| ABOUT THIS EXERCISE |
Below are records; count the lines that contain "bool" and state only that count.

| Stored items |

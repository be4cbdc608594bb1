// -------------------------------------------------------------------------------------------------
//  Copyright (C) 2015-2025 Nautech Systems Pty Ltd. All rights reserved.
//  https://nautechsystems.io
//
//  Licensed under the GNU Lesser General Public License Version 3.0 (the "License");
//  You may not use this file except in compliance with the License.
//  You may obtain a copy of the License at https://www.gnu.org/licenses/lgpl-3.0.en.html
//
//  Unless required by applicable law or agreed to in writing, software
//  distributed under the License is distributed on an "AS IS" BASIS,
//  WITHOUT WARRANTIES OR CONDITIONS OF ANY KIND, either express or implied.
//  See the License for the specific language governing permissions and
//  limitations under the License.
// -------------------------------------------------------------------------------------------------

//! BitMEX WebSocket message structures and helper types.

use chrono::{DateTime, Utc};
use serde::{Deserialize, Deserializer, Serialize, de};
use serde_json::Value;
use strum::Display;
use ustr::Ustr;

use super::enums::{BitmexAction, BitmexWsAuthAction, BitmexWsOperation};
use crate::common::enums::{
    BitmexExecInstruction, BitmexExecType, BitmexInstrumentState, BitmexLiquidityIndicator,
    BitmexOrderStatus, BitmexOrderType, BitmexSide, BitmexTimeInForce,
};

/// Custom deserializer accepting either a JSON string or number.
fn deserialize_string_or_number<'de, D>(deserializer: D) -> Result<String, D::Error>
where
    D: Deserializer<'de>,
{
    let value = Value::deserialize(deserializer)?;
    match value {
        Value::String(s) => Ok(s),
        Value::Number(n) => Ok(n.to_string()),
        other => Err(de::Error::custom(format!(
            "expected string or number, got {other}"
        ))),
    }
}

/// Custom deserializer for comma-separated `ExecInstruction` values.
fn deserialize_exec_instructions<'de, D>(
    deserializer: D,
) -> Result<Option<Vec<BitmexExecInstruction>>, D::Error>
where
    D: Deserializer<'de>,
{
    let s: Option<String> = Option::deserialize(deserializer)?;
    match s {
        None => Ok(None),
        Some(ref s) if s.is_empty() => Ok(None),
        Some(s) => {
            let instructions = s
                .split(',')
                .map(|inst| match inst.trim() {
                    "ParticipateDoNotInitiate" => BitmexExecInstruction::ParticipateDoNotInitiate,
                    "ReduceOnly" => BitmexExecInstruction::ReduceOnly,
                    "AllOrNone" => BitmexExecInstruction::AllOrNone,
                    "MarkPrice" => BitmexExecInstruction::MarkPrice,
                    "IndexPrice" => BitmexExecInstruction::IndexPrice,
                    "LastPrice" => BitmexExecInstruction::LastPrice,
                    "Close" => BitmexExecInstruction::Close,
                    "Fixed" => BitmexExecInstruction::Fixed,
                    _ => BitmexExecInstruction::Unknown,
                })
                .collect();
            Ok(Some(instructions))
        }
    }
}

/// BitMEX WebSocket authentication message.
///
/// The args array contains [api_key, expires, signature]. The second element
/// must be a number (not a string) for the venue to accept it.
#[derive(Debug, Clone, Serialize, Deserialize)]
pub struct BitmexAuthentication {
    pub op: BitmexWsAuthAction,
    pub args: (String, i64, String),
}

/// BitMEX WebSocket subscription message.
#[derive(Debug, Clone, Serialize, Deserialize)]
pub struct BitmexSubscription {
    pub op: BitmexWsOperation,
    pub args: Vec<Ustr>,
}

/// Original request metadata echoed back in acks and errors.
#[derive(Clone, Debug, Deserialize, PartialEq, Eq)]
pub struct BitmexWsRequest {
    pub op: String,
    #[serde(default)]
    pub args: Vec<Value>,
}

impl BitmexWsRequest {
    /// Returns `true` if this request was an `authKeyExpires` submission.
    #[must_use]
    pub fn is_auth(&self) -> bool {
        self.op == "authKeyExpires"
    }
}

/// Rate limit information from the welcome frame.
#[derive(Clone, Debug, Deserialize)]
pub struct BitmexRateLimit {
    /// Number of requests remaining in the current time window.
    pub remaining: Option<i32>,
}

/// Represents all possible message types from the BitMEX WebSocket API.
#[derive(Debug, Display, Deserialize)]
#[serde(untagged)]
pub enum BitmexWsMessage {
    /// Table websocket message.
    Table(BitmexTableMessage),
    /// Initial welcome message received when connecting to the WebSocket.
    Welcome {
        /// Welcome message text.
        info: String,
        /// API version, string or numeric on the wire.
        #[serde(deserialize_with = "deserialize_string_or_number")]
        version: String,
        /// Server timestamp.
        timestamp: Option<DateTime<Utc>>,
        /// Link to API documentation.
        docs: Option<String>,
        /// Rate limit information.
        limit: Option<BitmexRateLimit>,
    },
    /// Subscription/authentication acknowledgement.
    Subscription {
        /// Whether the request was successful.
        success: bool,
        /// The confirmed topic for subscribe acks.
        subscribe: Option<String>,
        /// The confirmed topic for unsubscribe acks.
        unsubscribe: Option<String>,
        /// Original request metadata.
        request: Option<BitmexWsRequest>,
    },
    /// WebSocket error message.
    Error {
        /// HTTP-style status code accompanying the error.
        status: Option<u16>,
        /// Error description.
        error: String,
        /// Original request metadata.
        request: Option<BitmexWsRequest>,
    },
}

/// Represents table-based messages.
#[derive(Debug, Display, Deserialize)]
#[serde(rename_all = "camelCase")]
#[serde(tag = "table")]
pub enum BitmexTableMessage {
    Instrument {
        action: BitmexAction,
        data: Vec<BitmexInstrumentMsg>,
    },
    Trade {
        action: BitmexAction,
        data: Vec<BitmexTradeMsg>,
    },
    OrderBookL2 {
        action: BitmexAction,
        data: Vec<BitmexOrderBookMsg>,
    },
    Order {
        action: BitmexAction,
        data: Vec<BitmexOrderMsg>,
    },
    Execution {
        action: BitmexAction,
        data: Vec<BitmexExecutionMsg>,
    },
    Position {
        action: BitmexAction,
        data: Vec<BitmexPositionMsg>,
    },
    Wallet {
        action: BitmexAction,
        data: Vec<BitmexWalletMsg>,
    },
    Margin {
        action: BitmexAction,
        data: Vec<BitmexMarginMsg>,
    },
    Liquidation {
        action: BitmexAction,
        data: Vec<BitmexLiquidationMsg>,
    },
    Settlement {
        action: BitmexAction,
        data: Vec<BitmexSettlementMsg>,
    },
    Transact {
        action: BitmexAction,
        data: Vec<BitmexTransactMsg>,
    },
}

/// Represents an instrument row.
///
/// Only fields present in the payload are applied; update rows carry a sparse
/// subset of the partial/insert shape.
#[derive(Clone, Debug, Deserialize)]
#[serde(rename_all = "camelCase")]
pub struct BitmexInstrumentMsg {
    /// The instrument symbol (e.g., "XBTUSD").
    pub symbol: Ustr,
    /// Instrument lifecycle state.
    pub state: Option<BitmexInstrumentState>,
    /// Product type (e.g., "FFWCSX" for perpetuals).
    pub typ: Option<Ustr>,
    /// Base currency of the contract.
    pub underlying: Option<Ustr>,
    /// Quote currency of the contract.
    pub quote_currency: Option<Ustr>,
    /// Minimum order increment in contracts.
    pub lot_size: Option<f64>,
    /// Minimum price increment.
    pub tick_size: Option<f64>,
    /// Contract multiplier.
    pub multiplier: Option<f64>,
    /// Mark price.
    pub mark_price: Option<f64>,
    /// Indicative settle (index) price.
    pub indicative_settle_price: Option<f64>,
    /// Last traded price.
    pub last_price: Option<f64>,
    /// Percentage change since the prior session.
    pub last_change_pcnt: Option<f64>,
    /// Current funding rate.
    pub funding_rate: Option<f64>,
    /// Timestamp of the next funding.
    pub funding_timestamp: Option<DateTime<Utc>>,
    /// Funding interval.
    pub funding_interval: Option<DateTime<Utc>>,
    /// Expiry for dated contracts.
    pub expiry: Option<DateTime<Utc>>,
    /// 24h volume in contracts.
    pub volume24h: Option<f64>,
    /// 24h turnover in satoshis.
    pub turnover24h: Option<f64>,
    /// Open interest in contracts.
    pub open_interest: Option<f64>,
    /// Upper price band.
    pub limit_up_price: Option<f64>,
    /// Lower price band.
    pub limit_down_price: Option<f64>,
    /// Maximum acceptable price.
    pub max_price: Option<f64>,
    /// Timestamp of the update.
    pub timestamp: Option<DateTime<Utc>>,
}

/// Represents a single trade execution.
#[derive(Clone, Debug, Deserialize)]
#[serde(rename_all = "camelCase")]
pub struct BitmexTradeMsg {
    /// Timestamp of the trade.
    pub timestamp: DateTime<Utc>,
    /// The instrument symbol.
    pub symbol: Ustr,
    /// Side of the trade ("Buy" or "Sell").
    pub side: BitmexSide,
    /// Size of the trade.
    pub size: f64,
    /// Price the trade executed at.
    pub price: f64,
    /// Unique trade match ID.
    #[serde(rename = "trdMatchID")]
    pub trd_match_id: Option<Ustr>,
}

/// Represents a single order book entry.
#[derive(Clone, Debug, Deserialize)]
#[serde(rename_all = "camelCase")]
pub struct BitmexOrderBookMsg {
    /// The instrument symbol (e.g., "XBTUSD").
    pub symbol: Ustr,
    /// Unique order ID.
    pub id: u64,
    /// Side of the order ("Buy" or "Sell").
    pub side: BitmexSide,
    /// Size of the order; absent for deletes.
    pub size: Option<f64>,
    /// Price level of the order; absent on size-only updates.
    pub price: Option<f64>,
}

/// Represents an order row; update rows carry a sparse subset of fields.
#[derive(Clone, Debug, Deserialize)]
#[serde(rename_all = "camelCase")]
pub struct BitmexOrderMsg {
    #[serde(rename = "orderID")]
    pub order_id: Ustr,
    #[serde(rename = "clOrdID")]
    pub cl_ord_id: Option<Ustr>,
    pub account: Option<i64>,
    pub symbol: Option<Ustr>,
    pub side: Option<BitmexSide>,
    pub order_qty: Option<f64>,
    pub price: Option<f64>,
    pub stop_px: Option<f64>,
    pub ord_type: Option<BitmexOrderType>,
    pub time_in_force: Option<BitmexTimeInForce>,
    #[serde(default, deserialize_with = "deserialize_exec_instructions")]
    pub exec_inst: Option<Vec<BitmexExecInstruction>>,
    pub ord_status: Option<BitmexOrderStatus>,
    pub leaves_qty: Option<f64>,
    pub cum_qty: Option<f64>,
    pub avg_px: Option<f64>,
    pub text: Option<Ustr>,
    pub transact_time: Option<DateTime<Utc>>,
    pub timestamp: Option<DateTime<Utc>>,
}

/// Represents an execution (fill event) row.
#[derive(Clone, Debug, Deserialize)]
#[serde(rename_all = "camelCase")]
pub struct BitmexExecutionMsg {
    #[serde(rename = "execID")]
    pub exec_id: Option<Ustr>,
    #[serde(rename = "orderID")]
    pub order_id: Option<Ustr>,
    #[serde(rename = "clOrdID")]
    pub cl_ord_id: Option<Ustr>,
    pub account: Option<i64>,
    pub symbol: Option<Ustr>,
    pub side: Option<BitmexSide>,
    pub last_qty: Option<f64>,
    pub last_px: Option<f64>,
    pub last_liquidity_ind: Option<BitmexLiquidityIndicator>,
    pub order_qty: Option<f64>,
    pub price: Option<f64>,
    pub stop_px: Option<f64>,
    pub exec_type: Option<BitmexExecType>,
    pub ord_type: Option<BitmexOrderType>,
    pub time_in_force: Option<BitmexTimeInForce>,
    #[serde(default, deserialize_with = "deserialize_exec_instructions")]
    pub exec_inst: Option<Vec<BitmexExecInstruction>>,
    pub ord_status: Option<BitmexOrderStatus>,
    pub leaves_qty: Option<f64>,
    pub cum_qty: Option<f64>,
    pub avg_px: Option<f64>,
    pub text: Option<Ustr>,
    pub transact_time: Option<DateTime<Utc>>,
    pub timestamp: Option<DateTime<Utc>>,
}

/// Represents a position row.
#[derive(Clone, Debug, Deserialize)]
#[serde(rename_all = "camelCase")]
pub struct BitmexPositionMsg {
    pub account: i64,
    pub symbol: Ustr,
    pub currency: Option<Ustr>,
    pub current_qty: Option<f64>,
    pub avg_entry_price: Option<f64>,
    pub avg_cost_price: Option<f64>,
    pub break_even_price: Option<f64>,
    pub liquidation_price: Option<f64>,
    pub bankrupt_price: Option<f64>,
    pub margin_call_price: Option<f64>,
    pub init_margin: Option<f64>,
    pub maint_margin: Option<f64>,
    pub pos_margin: Option<f64>,
    pub leverage: Option<f64>,
    pub cross_margin: Option<bool>,
    pub mark_price: Option<f64>,
    pub mark_value: Option<f64>,
    pub home_notional: Option<f64>,
    pub foreign_notional: Option<f64>,
    pub unrealised_pnl: Option<f64>,
    pub unrealised_pnl_pcnt: Option<f64>,
    pub realised_pnl: Option<f64>,
    pub is_open: Option<bool>,
    pub timestamp: Option<DateTime<Utc>>,
}

/// Represents a wallet balance row.
#[derive(Clone, Debug, Deserialize)]
#[serde(rename_all = "camelCase")]
pub struct BitmexWalletMsg {
    pub account: i64,
    pub currency: Ustr,
    pub amount: Option<f64>,
    pub pending_credit: Option<f64>,
    pub pending_debit: Option<f64>,
    pub confirmed_debit: Option<f64>,
    pub transfer_in: Option<f64>,
    pub transfer_out: Option<f64>,
    pub deposited: Option<f64>,
    pub withdrawn: Option<f64>,
    pub timestamp: Option<DateTime<Utc>>,
}

/// Represents a margin account row.
#[derive(Clone, Debug, Deserialize)]
#[serde(rename_all = "camelCase")]
pub struct BitmexMarginMsg {
    pub account: i64,
    pub currency: Ustr,
    pub amount: Option<f64>,
    pub init_margin: Option<f64>,
    pub maint_margin: Option<f64>,
    pub margin_balance: Option<f64>,
    pub available_margin: Option<f64>,
    pub withdrawable_margin: Option<f64>,
    pub unrealised_pnl: Option<f64>,
    pub timestamp: Option<DateTime<Utc>>,
}

/// Represents a liquidation order row.
#[derive(Clone, Debug, Deserialize)]
#[serde(rename_all = "camelCase")]
pub struct BitmexLiquidationMsg {
    /// Unique order ID of the liquidation.
    #[serde(rename = "orderID")]
    pub order_id: Ustr,
    /// The instrument symbol being liquidated.
    pub symbol: Option<Ustr>,
    /// Side of the liquidation ("Buy" or "Sell").
    pub side: Option<BitmexSide>,
    /// Price of the liquidation order.
    pub price: Option<f64>,
    /// Remaining quantity to be executed.
    pub leaves_qty: Option<f64>,
}

/// Represents a settlement row.
#[derive(Clone, Debug, Deserialize)]
#[serde(rename_all = "camelCase")]
pub struct BitmexSettlementMsg {
    /// Settlement timestamp.
    pub timestamp: DateTime<Utc>,
    /// The settled instrument symbol.
    pub symbol: Ustr,
    /// Settlement type (e.g., "Settlement").
    pub settlement_type: Option<Ustr>,
    /// Price the contract settled at.
    pub settled_price: Option<f64>,
}

/// Represents a transaction history row; deserialized but not applied.
#[derive(Clone, Debug, Deserialize)]
#[serde(rename_all = "camelCase")]
pub struct BitmexTransactMsg {
    #[serde(rename = "transactID")]
    pub transact_id: Ustr,
    pub account: Option<i64>,
    pub currency: Option<Ustr>,
    pub transact_type: Option<Ustr>,
    pub amount: Option<f64>,
    pub transact_status: Option<Ustr>,
    pub timestamp: Option<DateTime<Utc>>,
}

////////////////////////////////////////////////////////////////////////////////
// Tests
////////////////////////////////////////////////////////////////////////////////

| COMPLETED EXERCISE |
4